Apparently the Lerner preface[5] whetted old pip-pip Victor’s appetite again, and we are going to comply with his request for another look-see. In responding to Ivan about this I took the occasion to point out that everything about the stories is true and factual, but that, of course, they have been “fictionalized” to give the necessary dramatic tension. I rather expect that V.G. will decide to buy—but if he doesn’t Ivan assures me that almost anyone else in England will.

So far as the business with Harper’s is concerned, apparently they have not yet completed their mind-making up, and I anticipate that it will be another couple of weeks before we hear from them.

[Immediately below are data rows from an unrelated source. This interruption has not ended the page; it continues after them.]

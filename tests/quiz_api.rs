//! Integration tests for the quiz API.

use reqwest::{Method, StatusCode};
use serde_json::{json, Value};
use std::time::Duration;

use quiz_app::client::{LeaderboardFeed, QuizClient};
use quiz_app::config::AppConfig;
use quiz_app::http::messages::ServerEvent;

mod common;

#[tokio::test]
async fn test_register_participant() {
    let server = common::start_server().await;
    let client = reqwest::Client::new();

    let res = client
        .post(format!("{}/quizzes/participant", server.url()))
        .json(&json!({"ID": "alice", "QUIZ_ID": "quiz-01"}))
        .send()
        .await
        .unwrap();

    assert_eq!(res.status(), StatusCode::OK);
    let body: Value = res.json().await.unwrap();
    assert_eq!(
        body,
        json!({
            "message": "Participant registered successfully",
            "participant_id": "alice",
            "quiz_id": "quiz-01"
        })
    );
}

#[tokio::test]
async fn test_register_rejections() {
    let server = common::start_server().await;
    let client = reqwest::Client::new();
    let url = format!("{}/quizzes/participant", server.url());

    let missing_id = client
        .post(&url)
        .json(&json!({"quiz_id": "quiz-01"}))
        .send()
        .await
        .unwrap();
    assert_eq!(missing_id.status(), StatusCode::BAD_REQUEST);

    let unknown_quiz = client
        .post(&url)
        .json(&json!({"id": "alice", "quiz_id": "quiz-99"}))
        .send()
        .await
        .unwrap();
    assert_eq!(unknown_quiz.status(), StatusCode::NOT_FOUND);
    let body: Value = unknown_quiz.json().await.unwrap();
    assert_eq!(body["error"]["status"], 404);

    let malformed = client
        .post(&url)
        .header("content-type", "application/json")
        .body("{not json")
        .send()
        .await
        .unwrap();
    assert_eq!(malformed.status(), StatusCode::BAD_REQUEST);

    let first = client
        .post(&url)
        .json(&json!({"id": "alice", "quiz_id": "quiz-01"}))
        .send()
        .await
        .unwrap();
    assert_eq!(first.status(), StatusCode::OK);
    let duplicate = client
        .post(&url)
        .json(&json!({"id": "alice", "quiz_id": "quiz-01"}))
        .send()
        .await
        .unwrap();
    assert_eq!(duplicate.status(), StatusCode::CONFLICT);
}

#[tokio::test]
async fn test_questions_hide_correct_answers() {
    let server = common::start_server().await;
    let api = QuizClient::new(&server.url()).unwrap();
    api.register("alice", "quiz-01").await.unwrap();

    let res = reqwest::get(format!(
        "{}/quizzes/questions?id=alice&quiz_id=quiz-01",
        server.url()
    ))
    .await
    .unwrap();
    assert_eq!(res.status(), StatusCode::OK);

    let body: Value = res.json().await.unwrap();
    let questions = body.as_array().unwrap();
    assert_eq!(questions.len(), 2);
    for q in questions {
        assert!(q.get("correct").is_none());
        assert_eq!(q["options"].as_array().unwrap().len(), 3);
    }
}

#[tokio::test]
async fn test_questions_for_unknown_participant() {
    let server = common::start_server().await;
    let api = QuizClient::new(&server.url()).unwrap();

    let err = api.questions("ghost", "quiz-01").await.unwrap_err();
    assert_eq!(err.status(), Some(404));
    assert!(err.to_string().contains("ghost"));
}

#[tokio::test]
async fn test_submit_answers() {
    let server = common::start_server().await;
    let api = QuizClient::new(&server.url()).unwrap();
    api.register("alice", "quiz-01").await.unwrap();

    let res = api
        .submit_answers(
            "alice",
            "quiz-01",
            [("question-1".to_string(), "Paris".to_string())].into(),
        )
        .await
        .unwrap();
    assert_eq!(res, vec!["Answer submitted successfully!".to_string()]);

    let err = api
        .submit_answers(
            "alice",
            "quiz-01",
            [("question-9".to_string(), "Paris".to_string())].into(),
        )
        .await
        .unwrap_err();
    assert_eq!(err.status(), Some(400));
}

#[tokio::test]
async fn test_rejected_batch_records_nothing() {
    let server = common::start_server().await;
    let api = QuizClient::new(&server.url()).unwrap();

    let mut feed = LeaderboardFeed::connect(&api.leaderboard_url().unwrap())
        .await
        .unwrap();
    tokio::time::sleep(Duration::from_millis(100)).await;

    api.register("alice", "quiz-01").await.unwrap();
    api.submit_answers(
        "alice",
        "quiz-01",
        [("question-1".to_string(), "Paris".to_string())].into(),
    )
    .await
    .unwrap();

    // One valid answer, one unknown question: nothing is recorded.
    let err = api
        .submit_answers(
            "alice",
            "quiz-01",
            [
                ("question-2".to_string(), "Jupiter".to_string()),
                ("question-9".to_string(), "Paris".to_string()),
            ]
            .into(),
        )
        .await
        .unwrap_err();
    assert_eq!(err.status(), Some(400));

    // Fetching questions republishes the leaderboard.
    api.questions("alice", "quiz-01").await.unwrap();

    let last = tokio::time::timeout(Duration::from_secs(5), async {
        let mut seen = 0;
        loop {
            let event = feed.next_event().await.unwrap().unwrap();
            seen += 1;
            if seen == 3 {
                return event;
            }
        }
    })
    .await
    .expect("leaderboard events");

    let ServerEvent::ScoreLeaderboard { data, .. } = last;
    assert_eq!(data.len(), 1);
    assert_eq!(data[0].id, "alice");
    assert_eq!(data[0].score, 1);

    feed.close().await.unwrap();
}

#[tokio::test]
async fn test_oversized_body_is_rejected() {
    let mut config = AppConfig::default();
    config.listener.max_body_bytes = 64;
    let server = common::start_server_with(config).await;

    let res = reqwest::Client::new()
        .post(format!("{}/quizzes/participant", server.url()))
        .header("origin", "http://localhost:5173")
        .json(&json!({"id": "a".repeat(256), "quiz_id": "quiz-01"}))
        .send()
        .await
        .unwrap();
    assert_eq!(res.status(), StatusCode::PAYLOAD_TOO_LARGE);
}

#[tokio::test]
async fn test_leaderboard_broadcast() {
    let server = common::start_server().await;
    let api = QuizClient::new(&server.url()).unwrap();

    let mut feed = LeaderboardFeed::connect(&api.leaderboard_url().unwrap())
        .await
        .unwrap();
    // Let the server subscribe the socket before publishing.
    tokio::time::sleep(Duration::from_millis(100)).await;

    api.register("alice", "quiz-01").await.unwrap();
    api.register("bob", "quiz-01").await.unwrap();
    api.submit_answers(
        "bob",
        "quiz-01",
        [
            ("question-1".to_string(), "Paris".to_string()),
            ("question-2".to_string(), "Jupiter".to_string()),
        ]
        .into(),
    )
    .await
    .unwrap();

    let last = tokio::time::timeout(Duration::from_secs(5), async {
        let mut seen = 0;
        loop {
            let event = feed.next_event().await.unwrap().unwrap();
            seen += 1;
            if seen == 3 {
                return event;
            }
        }
    })
    .await
    .expect("leaderboard events");

    let ServerEvent::ScoreLeaderboard { quiz_id, data } = last;
    assert_eq!(quiz_id, "quiz-01");
    assert_eq!(data.len(), 2);
    assert_eq!(data[0].id, "bob");
    assert_eq!(data[0].score, 2);
    assert_eq!(data[1].id, "alice");
    assert_eq!(data[1].score, 0);

    feed.close().await.unwrap();
}

#[tokio::test]
async fn test_request_id_and_health() {
    let server = common::start_server().await;
    let client = reqwest::Client::new();

    let res = client
        .get(format!("{}/health", server.url()))
        .send()
        .await
        .unwrap();
    assert_eq!(res.status(), StatusCode::OK);
    assert!(res.headers().contains_key("x-request-id"));
    let body: Value = res.json().await.unwrap();
    assert_eq!(body["status"], "ok");

    let res = client
        .get(format!("{}/health", server.url()))
        .header("x-request-id", "given-id")
        .send()
        .await
        .unwrap();
    assert_eq!(res.headers()["x-request-id"], "given-id");
}

#[tokio::test]
async fn test_cors_preflight() {
    let server = common::start_server().await;
    let client = reqwest::Client::new();

    let res = client
        .request(Method::OPTIONS, format!("{}/quizzes/participant", server.url()))
        .header("origin", "http://localhost:5173")
        .header("access-control-request-method", "POST")
        .header("access-control-request-headers", "content-type")
        .send()
        .await
        .unwrap();
    assert_eq!(
        res.headers()["access-control-allow-origin"],
        "http://localhost:5173"
    );

    let res = client
        .request(Method::OPTIONS, format!("{}/quizzes/participant", server.url()))
        .header("origin", "http://evil.example")
        .header("access-control-request-method", "POST")
        .send()
        .await
        .unwrap();
    assert!(!res.headers().contains_key("access-control-allow-origin"));
}
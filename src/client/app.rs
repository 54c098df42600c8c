//! Headless frontend: routes, history and participant store wired to the API.
//!
//! # Responsibilities
//! - Own the application context (no globals)
//! - Join: register, remember the participant, navigate to the quiz view
//! - Quiz: load questions and submit answers as the stored participant
//!
//! # Design Decisions
//! - Views read the store through `&self`; only `join` mutates it
//! - No navigation guards: any view can be shown at any time

use std::collections::HashMap;

use crate::client::api::QuizClient;
use crate::client::error::ClientError;
use crate::quiz::PublicQuestion;
use crate::routing::{History, Resolution, RouteTable, View};
use crate::store::{Participant, ParticipantStore};

/// One running instance of the quiz frontend.
pub struct FrontendApp {
    routes: RouteTable,
    history: History,
    store: ParticipantStore,
    api: QuizClient,
}

impl FrontendApp {
    /// Start the application at the base URL with an empty store.
    pub fn new(api: QuizClient, base_url: &str) -> Self {
        Self {
            routes: RouteTable::new(base_url),
            history: History::new(base_url),
            store: ParticipantStore::new(),
            api,
        }
    }

    pub fn routes(&self) -> &RouteTable {
        &self.routes
    }

    pub fn history(&self) -> &History {
        &self.history
    }

    pub fn store(&self) -> &ParticipantStore {
        &self.store
    }

    pub fn api(&self) -> &QuizClient {
        &self.api
    }

    /// Resolution of the current location.
    pub fn current(&self) -> Resolution<'_> {
        self.history.current(&self.routes)
    }

    /// View being displayed, `None` on the not-found page.
    pub fn current_view(&self) -> Option<View> {
        self.current().view()
    }

    /// Navigate to an app-relative path.
    pub fn navigate(&mut self, to: &str) {
        self.history.push(to);
    }

    /// Register for a quiz and switch to the quiz view.
    pub async fn join(
        &mut self,
        participant_id: &str,
        quiz_id: &str,
    ) -> Result<&Participant, ClientError> {
        let response = self.api.register(participant_id, quiz_id).await?;
        self.store.set_participant(&response.participant());

        let quiz = self.routes.route_for(View::Quiz).path;
        self.history.push(quiz);

        tracing::info!(
            participant_id = %participant_id,
            quiz_id = %quiz_id,
            location = %self.history.location(),
            "Joined quiz"
        );
        Ok(self.store.participant_info())
    }

    /// Questions for the stored participant's quiz.
    pub async fn load_questions(&self) -> Result<Vec<PublicQuestion>, ClientError> {
        let participant = self.joined()?;
        self.api
            .questions(&participant.participant_id, &participant.quiz_id)
            .await
    }

    /// Submit answers as the stored participant.
    pub async fn answer(
        &self,
        answers: HashMap<String, String>,
    ) -> Result<Vec<String>, ClientError> {
        let participant = self.joined()?;
        self.api
            .submit_answers(&participant.participant_id, &participant.quiz_id, answers)
            .await
    }

    fn joined(&self) -> Result<&Participant, ClientError> {
        if !self.store.participant_exists() {
            return Err(ClientError::NotJoined);
        }
        Ok(self.store.participant_info())
    }
}

#[cfg(test)]
mod tests {
    use super::*;

    fn app() -> FrontendApp {
        FrontendApp::new(QuizClient::new("http://127.0.0.1:9").unwrap(), "/")
    }

    #[test]
    fn test_starts_on_join_view_with_empty_store() {
        let app = app();
        assert_eq!(app.current_view(), Some(View::Join));
        assert!(!app.store().participant_exists());
    }

    #[test]
    fn test_navigate() {
        let mut app = app();
        app.navigate("/quiz");
        assert_eq!(app.current_view(), Some(View::Quiz));

        app.navigate("/nowhere");
        assert_eq!(app.current_view(), None);
        assert_eq!(app.current().view_name(), "not-found");
    }

    #[test]
    fn test_relative_base_path() {
        let mut app = FrontendApp::new(QuizClient::new("http://127.0.0.1:9").unwrap(), "app");
        assert_eq!(app.history().location(), "/app/");
        assert_eq!(app.current_view(), Some(View::Join));

        app.navigate("/quiz");
        assert_eq!(app.history().location(), "/app/quiz");
        assert_eq!(app.current_view(), Some(View::Quiz));
    }

    #[tokio::test]
    async fn test_quiz_operations_require_join() {
        let app = app();
        assert!(matches!(app.load_questions().await, Err(ClientError::NotJoined)));
        assert!(matches!(
            app.answer(HashMap::new()).await,
            Err(ClientError::NotJoined)
        ));
    }
}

Some further small bit of news is that we went last night to hear Freddie Weisgal play at a local beer joint, to which I will have to take you when you come down again. Before deciding to do this, Freddie came to my office for an off-the-cuff opinion on whether or not his practice would suffer—or his reputation as a lawyer be hurt—but doing this I neglected to point out to Freddie that little damage to his legal reputation would be possible under the most extreme circumstances. However, I did feel he had somewhat of a point. I related the story of the man who complained he had been a tailor 40 years, and no one ever called him Schneider on the streets, yet for “zaging” one little “bein,” the whole world thereafter called him “cocksucker.” Fred got the point.

Soon after you receive this letter I expect that you will be off for Mexico, and I confess to envying you greatly this time of leisure. Me, I will be sweating out a living over a hot couch for another 6 or 7 weeks—and probably nursing my hives—until the first of August. [ . . . ]

Bob



notes

  1. Lindner made up this date, and the fictional place from where he purportedly wrote this comic first part of this letter.
  2. Named.
  3. Nonsense.
  4. A leftwing British publisher and humanitarian, Victor Gollancz (1893-1967) published work by Franz Kafka, Ford Maddox Ford and George Orwell.
  5. Journalist and educator Max Lerner (1902-92) wrote the preface to The Fifty-Minute Hour.